うるち米で作られた棒状の餅「カレットック(가래떡)」を主原料とし、コチュジャン砂糖を使って甘辛く煮混んだ料理。韓国の庶民料理として親しまれ、屋台の定番メニューとなっている。夜食や子供のおやつとしても食べられている。

歴史[編集]

元々は李朝宮廷の料理で、朝鮮醤油(カンジャン)で味をつけ、彩りよく野菜や肉と合わせる炒め物であった。

1953年、マ・ボンリム[1] という女性がジャージャー麺に落とした餅をヒントにコチュジャン味のトッポッキを開発した[2]。当初はコチュジャンを付けて食べるスタイルだったが[3]、練炭に代わりガスが普及した頃に、鍋で即席で作るスタイルも開発した[4]

リアカーでの露天商から始めたマ・ボンリム式トッポッキの評判に触発され、新堂洞に「トッポッキタウン」と呼ばれるほど専門店が次々に開業した [5]

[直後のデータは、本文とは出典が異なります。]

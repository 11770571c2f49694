//! Round lifecycle: opening a round, recording answers, concluding.

use std::time::SystemTime;

use tracing::{debug, info};
use uuid::Uuid;

use crate::{
    dao::models::{GameEntity, PlayerEntity},
    dto::ws::{OutboundMessage, PlayerResult, PresentQuestion},
    error::ServiceError,
    services::{
        dispatcher::Task,
        game_service::GameService,
        question::draw_question,
        scoring::{elapsed_since, score_answer},
    },
    state::state_machine::GameState,
};

impl GameService {
    /// Open the next round of an in-progress game and present its question.
    ///
    /// No-op when the game is not running or a round is still open, which makes
    /// a redelivered task harmless.
    pub async fn do_round(&self, game_id: Uuid) -> Result<(), ServiceError> {
        let Some(game) = self.store.find_game(game_id).await? else {
            debug!(%game_id, "round ignored: game not found");
            return Ok(());
        };
        if game.state != GameState::InProgress || game.awaiting_answers {
            debug!(
                %game_id,
                state = ?game.state,
                awaiting = game.awaiting_answers,
                "round ignored: game is not between rounds"
            );
            return Ok(());
        }
        let previous = game.round;
        let next = previous + 1;

        let roster = self.roster(game_id).await?;
        if roster.all_inactive() {
            return self.finish_abandoned(game_id).await;
        }

        for player in roster.active().filter(|player| player.round < next) {
            self.update_player_with(&player.connection_id, |current| {
                (current.round < next).then(|| PlayerEntity {
                    responded: false,
                    round: next,
                    ..current.clone()
                })
            })
            .await?;
        }

        let question = {
            let mut rng = rand::rng();
            draw_question(&self.dictionary, game.options_per_question, &mut rng)
        }
        .ok_or_else(|| {
            ServiceError::NotFound(format!(
                "no word category holds {} entries",
                game.options_per_question
            ))
        })?;

        let opened = self
            .update_game_with(game_id, |current| {
                let between_rounds = current.state == GameState::InProgress
                    && !current.awaiting_answers
                    && current.round == previous;
                between_rounds.then(|| GameEntity {
                    round: next,
                    awaiting_answers: true,
                    correct_answer_index: Some(question.correct_index),
                    round_start_time: Some(SystemTime::now()),
                    ..current.clone()
                })
            })
            .await?;
        let Some(opened) = opened else {
            debug!(%game_id, round = next, "round ignored: opened concurrently");
            return Ok(());
        };
        info!(%game_id, round = opened.round, "round opened");

        let roster = self.roster(game_id).await?;
        self.notifier
            .broadcast(
                roster.active(),
                &OutboundMessage::PresentQuestion(PresentQuestion {
                    word_to_guess: question.word,
                    definitions: question.definitions,
                    seconds_allowed: opened.seconds_per_question,
                }),
            )
            .await;
        Ok(())
    }

    /// Score a player's answer to the open round, at most once per round.
    pub async fn record_response(
        &self,
        connection_id: &str,
        response: u32,
        received: SystemTime,
    ) -> Result<(), ServiceError> {
        let Some(player) = self.store.find_player(connection_id.to_string()).await? else {
            return Err(ServiceError::NotFound(
                "connection has not joined a game".into(),
            ));
        };
        let Some(game) = self.store.find_game(player.game_id).await? else {
            return Err(ServiceError::NotFound(format!(
                "game `{}` not found",
                player.game_id
            )));
        };

        let round = game.round;
        let open = game.state == GameState::InProgress && game.awaiting_answers;
        let (Some(correct_index), Some(round_start)) =
            (game.correct_answer_index, game.round_start_time)
        else {
            debug!(connection_id, game_id = %game.id, "response ignored: no question asked yet");
            return Ok(());
        };
        if !open || !player.active || player.round != round || player.responded {
            debug!(connection_id, game_id = %game.id, round, "response ignored: not awaited");
            return Ok(());
        }
        if response >= game.options_per_question {
            return Err(ServiceError::InvalidInput(format!(
                "response {response} is out of range (0..{})",
                game.options_per_question
            )));
        }

        let points = score_answer(
            response,
            correct_index,
            elapsed_since(round_start, received),
            game.seconds_per_question,
        );
        let recorded = self
            .update_player_with(connection_id, |current| {
                let awaited = current.active && current.round == round && !current.responded;
                awaited.then(|| PlayerEntity {
                    responded: true,
                    points: current.points + points,
                    ..current.clone()
                })
            })
            .await?;
        let Some(recorded) = recorded else {
            debug!(connection_id, round, "response ignored: already recorded");
            return Ok(());
        };
        info!(
            connection_id,
            game_id = %game.id,
            round,
            points,
            total = recorded.points,
            "response recorded"
        );

        let _ = self
            .notifier
            .send_to(
                connection_id,
                &OutboundMessage::PlayerResult(PlayerResult {
                    correct: response == correct_index,
                    correct_answer: correct_index,
                }),
            )
            .await;

        let roster = self.roster(game.id).await?;
        if roster.all_active_responded(round) {
            self.conclude_round(game.id, round).await?;
        }
        Ok(())
    }

    /// Close `round`, announce the scoreboard, then finish or schedule the next round.
    ///
    /// Only the caller whose conditional write closes the round proceeds.
    pub(super) async fn conclude_round(&self, game_id: Uuid, round: u32) -> Result<(), ServiceError> {
        let closed = self
            .update_game_with(game_id, |current| {
                let open = current.state == GameState::InProgress
                    && current.awaiting_answers
                    && current.round == round;
                open.then(|| GameEntity {
                    awaiting_answers: false,
                    ..current.clone()
                })
            })
            .await?;
        let Some(closed) = closed else {
            debug!(%game_id, round, "round already concluded");
            return Ok(());
        };
        info!(%game_id, round, "round concluded");

        let roster = self.roster(game_id).await?;
        self.broadcast_round_summary(&roster).await;

        match roster.leader() {
            Some(leader) if leader.points >= closed.target_score => {
                self.finish_game(&closed, &roster).await
            }
            Some(_) => self.schedule(Task::DoRound(game_id), self.config.timings.round_pause),
            None => self.finish_abandoned(game_id).await,
        }
    }
}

「新堂洞トッポッキ」と呼ばれる鍋スタイルはソウルの名物にもなり、各地にも普及した。

その後、時代の変化とともに各店舗で若者向けのチーズトッポッキや激辛トッポッキ、観光客向けの宮廷トッポッキや海鮮トッポッキ、子供向けに甘口の炸醤トッポッキなどが提供されるようになった。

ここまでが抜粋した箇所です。